(Stored data)
━━━━━━━━

// ==========================================
// 整车配置规划 - 文件解析器实现
// ==========================================
// 支持: Excel (.xlsx/.xls, 读取全部工作表) / CSV (.csv, 单表或目录)
// 输出: 表名 → 行记录 (列名 → 值)
// ==========================================

use crate::importer::error::{ImportError, ImportResult};
use calamine::{open_workbook_auto, Reader};
use csv::{ReaderBuilder, WriterBuilder};
use std::collections::{BTreeMap, HashMap};
use std::fs::File;
use std::path::Path;

/// 单行原始记录 (列名 → 已 trim 的文本)
pub type RawRow = HashMap<String, String>;

/// 表名 → 行记录
pub type SheetRows = BTreeMap<String, Vec<RawRow>>;

// ==========================================
// FileParser Trait
// ==========================================
pub trait FileParser: Send + Sync {
    /// 解析文件为按表分组的原始行记录
    fn parse_sheets(&self, file_path: &Path) -> ImportResult<SheetRows>;
}

fn ensure_exists(path: &Path) -> ImportResult<()> {
    if !path.exists() {
        return Err(ImportError::FileNotFound(path.display().to_string()));
    }
    Ok(())
}

fn extension_of(path: &Path) -> String {
    path.extension()
        .and_then(|e| e.to_str())
        .unwrap_or("")
        .to_lowercase()
}

/// 表名取文件名 (不含扩展名)
fn sheet_name_of(path: &Path) -> String {
    path.file_stem()
        .and_then(|s| s.to_str())
        .unwrap_or("")
        .to_string()
}

/// 按表头组装行;完全空白的行跳过
fn collect_row<I, S>(headers: &[String], cells: I) -> Option<RawRow>
where
    I: IntoIterator<Item = S>,
    S: AsRef<str>,
{
    let mut row_map = RawRow::new();
    for (col_idx, value) in cells.into_iter().enumerate() {
        if let Some(header) = headers.get(col_idx) {
            if header.is_empty() {
                continue;
            }
            row_map.insert(header.clone(), value.as_ref().trim().to_string());
        }
    }

    if row_map.values().all(|v| v.is_empty()) {
        None
    } else {
        Some(row_map)
    }
}

// ==========================================
// CSV Parser 实现
// ==========================================
pub struct CsvParser;

impl CsvParser {
    /// 读取单个 CSV 文件的行记录
    pub fn parse_rows(&self, path: &Path) -> ImportResult<Vec<RawRow>> {
        ensure_exists(path)?;

        let file = File::open(path)?;
        let mut reader = ReaderBuilder::new()
            .has_headers(true)
            .flexible(true) // 允许行长度不一致
            .from_reader(file);

        let headers: Vec<String> = reader
            .headers()?
            .iter()
            .map(|h| h.trim().trim_start_matches('\u{feff}').to_string())
            .collect();

        let mut records = Vec::new();
        for result in reader.records() {
            let record = result?;
            if let Some(row) = collect_row(&headers, record.iter()) {
                records.push(row);
            }
        }

        Ok(records)
    }

    /// 写出单个 CSV 文件
    pub fn write_rows(&self, path: &Path, headers: &[&str], rows: &[Vec<String>]) -> ImportResult<()> {
        let file = File::create(path).map_err(|e| ImportError::FileWriteError(e.to_string()))?;
        let mut writer = WriterBuilder::new().has_headers(false).from_writer(file);

        writer.write_record(headers)?;
        for row in rows {
            writer.write_record(row)?;
        }
        writer
            .flush()
            .map_err(|e| ImportError::FileWriteError(e.to_string()))?;
        Ok(())
    }
}

impl FileParser for CsvParser {
    /// 单个文件: 表名取文件名;目录: 每个 .csv 文件为一张表
    fn parse_sheets(&self, file_path: &Path) -> ImportResult<SheetRows> {
        ensure_exists(file_path)?;

        let mut sheets = SheetRows::new();
        if file_path.is_dir() {
            for entry in std::fs::read_dir(file_path)? {
                let path = entry?.path();
                if path.is_file() && extension_of(&path) == "csv" {
                    sheets.insert(sheet_name_of(&path), self.parse_rows(&path)?);
                }
            }
        } else {
            let ext = extension_of(file_path);
            if ext != "csv" {
                return Err(ImportError::UnsupportedFormat(ext));
            }
            sheets.insert(sheet_name_of(file_path), self.parse_rows(file_path)?);
        }

        Ok(sheets)
    }
}

// ==========================================
// Excel Parser 实现
// ==========================================
pub struct ExcelParser;

impl FileParser for ExcelParser {
    /// 读取全部工作表;首行为表头
    fn parse_sheets(&self, file_path: &Path) -> ImportResult<SheetRows> {
        ensure_exists(file_path)?;

        let ext = extension_of(file_path);
        if ext != "xlsx" && ext != "xls" {
            return Err(ImportError::UnsupportedFormat(ext));
        }

        let mut workbook = open_workbook_auto(file_path)?;
        let sheet_names = workbook.sheet_names();
        if sheet_names.is_empty() {
            return Err(ImportError::ExcelParseError("Excel 文件无工作表".to_string()));
        }

        let mut sheets = SheetRows::new();
        for sheet_name in sheet_names {
            let range = workbook.worksheet_range(&sheet_name)?;

            let mut rows = range.rows();
            let headers: Vec<String> = match rows.next() {
                Some(header_row) => header_row
                    .iter()
                    .map(|cell| cell.to_string().trim().to_string())
                    .collect(),
                // 空表
                None => {
                    sheets.insert(sheet_name, Vec::new());
                    continue;
                }
            };

            let records: Vec<RawRow> = rows
                .filter_map(|data_row| collect_row(&headers, data_row.iter().map(|c| c.to_string())))
                .collect();
            sheets.insert(sheet_name, records);
        }

        Ok(sheets)
    }
}

// ==========================================
// 通用文件解析器（根据扩展名自动选择）
// ==========================================
pub struct UniversalFileParser;

impl UniversalFileParser {
    pub fn parse<P: AsRef<Path>>(&self, file_path: P) -> ImportResult<SheetRows> {
        let path = file_path.as_ref();
        if path.is_dir() {
            return CsvParser.parse_sheets(path);
        }

        match extension_of(path).as_str() {
            "csv" => CsvParser.parse_sheets(path),
            "xlsx" | "xls" => ExcelParser.parse_sheets(path),
            other => Err(ImportError::UnsupportedFormat(other.to_string())),
        }
    }
}

#[cfg(test)]
mod tests {
    use super::*;
    use std::io::Write;
    use tempfile::{Builder, TempDir};

    #[test]
    fn test_csv_parser_uses_file_stem_as_sheet() {
        let dir = TempDir::new().unwrap();
        let path = dir.path().join("Regions.csv");
        let mut file = File::create(&path).unwrap();
        writeln!(file, "id,name,steering,volumeShare").unwrap();
        writeln!(file, "EU,European Union,STR_LHD,0.30").unwrap();
        writeln!(file, " US , United States ,STR_LHD,0.25").unwrap();

        let sheets = CsvParser.parse_sheets(&path).unwrap();
        let rows = &sheets["Regions"];
        assert_eq!(rows.len(), 2);
        assert_eq!(rows[1].get("id"), Some(&"US".to_string()));
        assert_eq!(rows[1].get("name"), Some(&"United States".to_string()));
    }

    #[test]
    fn test_csv_parser_skip_empty_rows() {
        let mut temp_file = Builder::new().suffix(".csv").tempfile().unwrap();
        writeln!(temp_file, "id,name").unwrap();
        writeln!(temp_file, "ENGINE,Engine").unwrap();
        writeln!(temp_file, ",").unwrap();
        writeln!(temp_file, "PACKAGE,Package").unwrap();

        let rows = CsvParser.parse_rows(temp_file.path()).unwrap();
        assert_eq!(rows.len(), 2);
    }

    #[test]
    fn test_directory_reads_every_csv() {
        let dir = TempDir::new().unwrap();
        for name in ["Products", "Classes"] {
            let mut file = File::create(dir.path().join(format!("{}.csv", name))).unwrap();
            writeln!(file, "id,name").unwrap();
            writeln!(file, "X,Y").unwrap();
        }
        File::create(dir.path().join("notes.txt")).unwrap();

        let sheets = UniversalFileParser.parse(dir.path()).unwrap();
        assert_eq!(sheets.keys().collect::<Vec<_>>(), vec!["Classes", "Products"]);
    }

    #[test]
    fn test_missing_file_and_unknown_extension() {
        assert!(matches!(
            UniversalFileParser.parse("does_not_exist.csv"),
            Err(ImportError::FileNotFound(_))
        ));

        let temp_file = Builder::new().suffix(".txt").tempfile().unwrap();
        assert!(matches!(
            UniversalFileParser.parse(temp_file.path()),
            Err(ImportError::UnsupportedFormat(_))
        ));
    }
}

━━━━━━━━

TASK DIRECTIONS ▸ Every line above that holds "CsvParser" should be copied out.

RESPONSE BELOW ▸
pub struct CsvParser;
impl CsvParser {
impl FileParser for CsvParser {
            return CsvParser.parse_sheets(path);
            "csv" => CsvParser.parse_sheets(path),
        let sheets = CsvParser.parse_sheets(&path).unwrap();
        let rows = CsvParser.parse_rows(temp_file.path()).unwrap();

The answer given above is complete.